//! Hardware probing.
//!
//! Every sub-probe is optional. A missing `nvidia-smi` or unreadable
//! `/proc/meminfo` degrades to "no GPU" / unknown instead of failing.

use std::path::PathBuf;
use std::process::Command;

use tracing::{debug, info};

use crate::types::HardwareSnapshot;

/// Source of hardware snapshots.
pub trait HardwareProbe {
    fn probe(&self) -> HardwareSnapshot;
}

/// Probe that always reports the snapshot it was built with.
#[derive(Debug, Clone)]
pub struct StaticProbe(pub HardwareSnapshot);

impl HardwareProbe for StaticProbe {
    fn probe(&self) -> HardwareSnapshot {
        self.0.clone()
    }
}

/// Probe backed by the host: `nvidia-smi` for GPUs, `/proc/meminfo` for
/// system memory, and the scheduler's view of available parallelism.
#[derive(Debug, Clone)]
pub struct SystemProbe {
    nvidia_smi: String,
    meminfo: PathBuf,
}

impl Default for SystemProbe {
    fn default() -> Self {
        Self {
            nvidia_smi: "nvidia-smi".to_string(),
            meminfo: PathBuf::from("/proc/meminfo"),
        }
    }
}

/// Accelerators visible to the probe.
#[derive(Debug, Clone, Copy, PartialEq, Eq)]
struct GpuInfo {
    count: u32,
    /// Memory of the first device.
    memory_gb: u64,
}

impl SystemProbe {
    pub fn new() -> Self {
        Self::default()
    }

    fn probe_gpus(&self) -> Option<GpuInfo> {
        let output = Command::new(&self.nvidia_smi)
            .args(["--query-gpu=memory.total", "--format=csv,noheader,nounits"])
            .output();

        match output {
            Ok(out) if out.status.success() => {
                let info = parse_nvidia_smi(&String::from_utf8_lossy(&out.stdout));
                if info.is_none() {
                    info!("nvidia-smi reported no GPUs");
                }
                info
            }
            Ok(out) => {
                info!(status = ?out.status, "nvidia-smi failed, GPU detection skipped");
                None
            }
            Err(e) => {
                info!("nvidia-smi not available, GPU detection skipped: {e}");
                None
            }
        }
    }

    fn probe_system_memory(&self) -> Option<u64> {
        match std::fs::read_to_string(&self.meminfo) {
            Ok(content) => parse_meminfo_total_gb(&content),
            Err(e) => {
                info!("cannot read {}: {e}", self.meminfo.display());
                None
            }
        }
    }
}

impl HardwareProbe for SystemProbe {
    fn probe(&self) -> HardwareSnapshot {
        let gpu = self.probe_gpus();
        let snapshot = HardwareSnapshot {
            gpu_available: gpu.is_some(),
            gpu_count: gpu.map_or(0, |g| g.count),
            gpu_memory_gb: gpu.map_or(0, |g| g.memory_gb),
            system_memory_gb: self.probe_system_memory(),
            cpu_count: std::thread::available_parallelism().ok().map(|n| n.get()),
        };
        debug!(?snapshot, "hardware probed");
        snapshot
    }
}

/// Parse `nvidia-smi --query-gpu=memory.total --format=csv,noheader,nounits`.
///
/// One line per device, each a MiB figure.
fn parse_nvidia_smi(output: &str) -> Option<GpuInfo> {
    let sizes: Vec<u64> = output
        .lines()
        .filter_map(|line| line.trim().parse().ok())
        .collect();

    let first = *sizes.first()?;
    Some(GpuInfo {
        count: sizes.len() as u32,
        memory_gb: first / 1024,
    })
}

/// Extract `MemTotal` (kB) from `/proc/meminfo` as whole gigabytes.
fn parse_meminfo_total_gb(meminfo: &str) -> Option<u64> {
    let kb: u64 = meminfo
        .lines()
        .find(|line| line.starts_with("MemTotal:"))?
        .split_whitespace()
        .nth(1)?
        .parse()
        .ok()?;
    Some(kb / (1024 * 1024))
}
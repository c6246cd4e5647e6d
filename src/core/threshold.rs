//! Edge-guided adaptive thresholding of a water-index raster.
//!
//! Shoreline transition pixels are the most reliable local sample for a
//! bimodal land/water split, so the selector runs Otsu over the dilated
//! edge neighborhood of the scene and falls back to the whole raster (or
//! to the physical zero threshold) when that neighborhood degenerates.

use crate::core::edge::{binary_dilation, canny};
use crate::types::{Mask, Raster};

/// Parameters of the adaptive threshold selection.
#[derive(Debug, Clone)]
pub struct ThresholdParams {
    /// Gaussian scale of the edge detector
    pub edge_sigma: f32,
    /// Hysteresis low threshold on the [0,1]-normalized raster
    pub edge_low_threshold: f32,
    /// Hysteresis high threshold on the [0,1]-normalized raster
    pub edge_high_threshold: f32,
    /// Disk radius of the edge-neighborhood dilation, pixels
    pub dilation_radius: usize,
    /// Minimum `count(r>0)/count(r>thr)` before the zero fallback kicks in
    pub min_positive_fraction: f64,
}

impl Default for ThresholdParams {
    fn default() -> Self {
        Self {
            edge_sigma: 4.0,
            edge_low_threshold: 0.1,
            edge_high_threshold: 0.3,
            dilation_radius: 4,
            min_positive_fraction: 0.9,
        }
    }
}

/// Threshold-selection branch taken; diagnostic, not a failure signal.
#[derive(Debug, Clone, Copy, PartialEq, Eq)]
pub enum ThresholdStatus {
    /// Constant raster, no water detectable
    NoWater,
    /// Otsu over the dilated edge neighborhood
    EdgeOtsu,
    /// Otsu over the entire raster (degenerate edge neighborhood)
    GlobalOtsu,
    /// Edge-neighborhood Otsu rejected, zero threshold applied
    EdgeOtsuZeroFallback,
    /// Whole-raster Otsu rejected, zero threshold applied
    GlobalOtsuZeroFallback,
}

impl ThresholdStatus {
    pub fn code(&self) -> i16 {
        match self {
            ThresholdStatus::NoWater => 0,
            ThresholdStatus::EdgeOtsu => 1,
            ThresholdStatus::GlobalOtsu => 2,
            ThresholdStatus::EdgeOtsuZeroFallback => 3,
            ThresholdStatus::GlobalOtsuZeroFallback => 4,
        }
    }
}

/// Outcome of threshold selection on one scene.
#[derive(Debug, Clone)]
pub struct ThresholdDecision {
    pub status: ThresholdStatus,
    pub threshold: f32,
    pub mask: Mask,
}

/// Adaptive water-mask threshold selector.
pub struct ThresholdSelector {
    params: ThresholdParams,
}

impl ThresholdSelector {
    pub fn new() -> Self {
        Self {
            params: ThresholdParams::default(),
        }
    }

    pub fn with_params(params: ThresholdParams) -> Self {
        Self { params }
    }

    /// Select a water threshold for the index raster and apply it.
    pub fn select(&self, raster: &Raster) -> ThresholdDecision {
        let (min, max) = value_range(raster);

        // constant raster: no threshold exists, mask everything out
        if min >= max {
            log::debug!("constant index raster, no water detectable");
            return self.decide(raster, ThresholdStatus::NoWater, 1.0);
        }

        // normalization feeds edge detection only; threshold decisions
        // stay on original values
        let span = max - min;
        let normalized = raster.mapv(|v| (v - min) / span);

        let edges = canny(
            &normalized,
            self.params.edge_sigma,
            self.params.edge_low_threshold,
            self.params.edge_high_threshold,
        );
        let edges = binary_dilation(&edges, self.params.dilation_radius);

        let samples: Vec<f32> = raster
            .iter()
            .zip(edges.iter())
            .filter(|(_, &e)| e)
            .map(|(&v, _)| v)
            .collect();

        let (mut threshold, mut status) = if has_distinct_values(&samples) {
            (otsu_threshold(&samples), ThresholdStatus::EdgeOtsu)
        } else {
            let all: Vec<f32> = raster.iter().copied().collect();
            (otsu_threshold(&all), ThresholdStatus::GlobalOtsu)
        };

        // zero-threshold safety correction: distrust a threshold under
        // which a disproportionate share of positive-index pixels would
        // be classified as land
        match positive_fraction(raster, threshold) {
            Some(fraction) if fraction < self.params.min_positive_fraction => {
                log::debug!(
                    "positive fraction {:.3} below {:.2}, falling back to zero threshold",
                    fraction,
                    self.params.min_positive_fraction
                );
                threshold = 0.0;
                status = match status {
                    ThresholdStatus::EdgeOtsu => ThresholdStatus::EdgeOtsuZeroFallback,
                    _ => ThresholdStatus::GlobalOtsuZeroFallback,
                };
            }
            Some(_) => {}
            None => {
                // nothing above the threshold: no water detected, the
                // computed threshold stands
                log::debug!("no pixels above threshold {}, correction skipped", threshold);
            }
        }

        self.decide(raster, status, threshold)
    }

    fn decide(&self, raster: &Raster, status: ThresholdStatus, threshold: f32) -> ThresholdDecision {
        let mask = raster.mapv(|v| v > threshold);
        log::debug!(
            "threshold {} selected via branch {:?} ({} water pixels)",
            threshold,
            status,
            mask.iter().filter(|&&w| w).count()
        );
        ThresholdDecision {
            status,
            threshold,
            mask,
        }
    }
}

impl Default for ThresholdSelector {
    fn default() -> Self {
        Self::new()
    }
}

fn value_range(raster: &Raster) -> (f32, f32) {
    raster.iter().fold((f32::MAX, f32::MIN), |(lo, hi), &v| {
        (lo.min(v), hi.max(v))
    })
}

fn has_distinct_values(values: &[f32]) -> bool {
    match values.first() {
        Some(&first) => values.iter().any(|&v| v != first),
        None => false,
    }
}

/// `count(r>0) / count(r>threshold)`, or `None` when nothing exceeds the
/// threshold (the division is undefined and no correction applies).
pub(crate) fn positive_fraction(raster: &Raster, threshold: f32) -> Option<f64> {
    let above_thr = raster.iter().filter(|&&v| v > threshold).count();
    if above_thr == 0 {
        return None;
    }
    let above_zero = raster.iter().filter(|&&v| v > 0.0).count();
    Some(above_zero as f64 / above_thr as f64)
}

/// Otsu's method: 256-bin histogram over the value range, threshold at
/// the bin center maximizing between-class variance.
pub fn otsu_threshold(values: &[f32]) -> f32 {
    const BINS: usize = 256;

    let (min, max) = values.iter().fold((f32::MAX, f32::MIN), |(lo, hi), &v| {
        (lo.min(v), hi.max(v))
    });
    if min >= max {
        return min;
    }

    let span = max - min;
    let mut hist = [0u64; BINS];
    for &v in values {
        let bin = (((v - min) / span) * (BINS as f32 - 1.0)).round() as usize;
        hist[bin.min(BINS - 1)] += 1;
    }

    let total: u64 = values.len() as u64;
    let bin_center = |b: usize| min + span * (b as f32 + 0.5) / BINS as f32;

    let total_sum: f64 = hist
        .iter()
        .enumerate()
        .map(|(b, &n)| bin_center(b) as f64 * n as f64)
        .sum();

    let mut best_var = f64::MIN;
    let mut best_bin = 0usize;
    let mut w0 = 0u64;
    let mut sum0 = 0.0f64;

    for b in 0..BINS - 1 {
        w0 += hist[b];
        sum0 += bin_center(b) as f64 * hist[b] as f64;

        let w1 = total - w0;
        if w0 == 0 || w1 == 0 {
            continue;
        }

        let mu0 = sum0 / w0 as f64;
        let mu1 = (total_sum - sum0) / w1 as f64;
        let var = w0 as f64 * w1 as f64 * (mu0 - mu1) * (mu0 - mu1);

        if var > best_var {
            best_var = var;
            best_bin = b;
        }
    }

    bin_center(best_bin)
}

#[cfg(test)]
mod tests {
    use super::*;
    use ndarray::Array2;

    fn split_raster(rows: usize, cols: usize, split: usize, lo: f32, hi: f32) -> Raster {
        Array2::from_shape_fn((rows, cols), |(_, c)| if c < split { lo } else { hi })
    }

    #[test]
    fn constant_raster_yields_no_water() {
        let raster = Array2::from_elem((50, 50), 0.3);
        let decision = ThresholdSelector::new().select(&raster);
        assert_eq!(decision.status, ThresholdStatus::NoWater);
        assert_eq!(decision.status.code(), 0);
        assert!(decision.mask.iter().all(|&w| !w));
    }

    #[test]
    fn bimodal_scene_splits_on_the_shoreline() {
        let raster = split_raster(60, 60, 30, -0.4, 0.6);
        let decision = ThresholdSelector::new().select(&raster);

        assert_eq!(decision.status, ThresholdStatus::EdgeOtsu);
        assert!(decision.threshold > -0.4 && decision.threshold < 0.6);

        for ((_, c), &w) in decision.mask.indexed_iter() {
            assert_eq!(w, c >= 30);
        }
    }

    #[test]
    fn negative_scene_falls_back_to_zero_threshold() {
        // two land modes below zero and a handful of true water pixels:
        // Otsu splits the land modes and must be overruled
        let mut raster = split_raster(60, 60, 30, -0.8, -0.2);
        for r in 0..5 {
            raster[[r * 11 + 2, 45]] = 0.1;
        }

        let decision = ThresholdSelector::new().select(&raster);
        assert_eq!(decision.threshold, 0.0);
        assert!(matches!(
            decision.status,
            ThresholdStatus::EdgeOtsuZeroFallback | ThresholdStatus::GlobalOtsuZeroFallback
        ));
        assert_eq!(decision.mask.iter().filter(|&&w| w).count(), 5);
    }

    #[test]
    fn soft_ramp_uses_whole_raster_otsu() {
        // gradient too weak for the edge detector, edge neighborhood empty
        let raster = Array2::from_shape_fn((40, 120), |(_, c)| c as f32 / 119.0);
        let decision = ThresholdSelector::new().select(&raster);
        assert_eq!(decision.status, ThresholdStatus::GlobalOtsu);
        assert!(decision.threshold > 0.0 && decision.threshold < 1.0);
    }

    #[test]
    fn empty_denominator_skips_correction() {
        let raster = split_raster(10, 10, 5, -0.5, 0.5);
        assert!(positive_fraction(&raster, 2.0).is_none());
        assert!(positive_fraction(&raster, 0.0).is_some());
    }

    #[test]
    fn otsu_separates_two_modes() {
        let mut values = vec![0.1f32; 500];
        values.extend(vec![0.9f32; 500]);
        let thr = otsu_threshold(&values);
        assert!(thr > 0.1 && thr < 0.9, "threshold {} out of band", thr);
    }

    #[test]
    fn otsu_on_degenerate_input_returns_value() {
        assert_eq!(otsu_threshold(&[0.4, 0.4, 0.4]), 0.4);
    }
}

* **Required work**
Whenever a line above includes the string "rows", copy it.

* **Reply**
    fn split_raster(rows: usize, cols: usize, split: usize, lo: f32, hi: f32) -> Raster {
        Array2::from_shape_fn((rows, cols), |(_, c)| if c < split { lo } else { hi })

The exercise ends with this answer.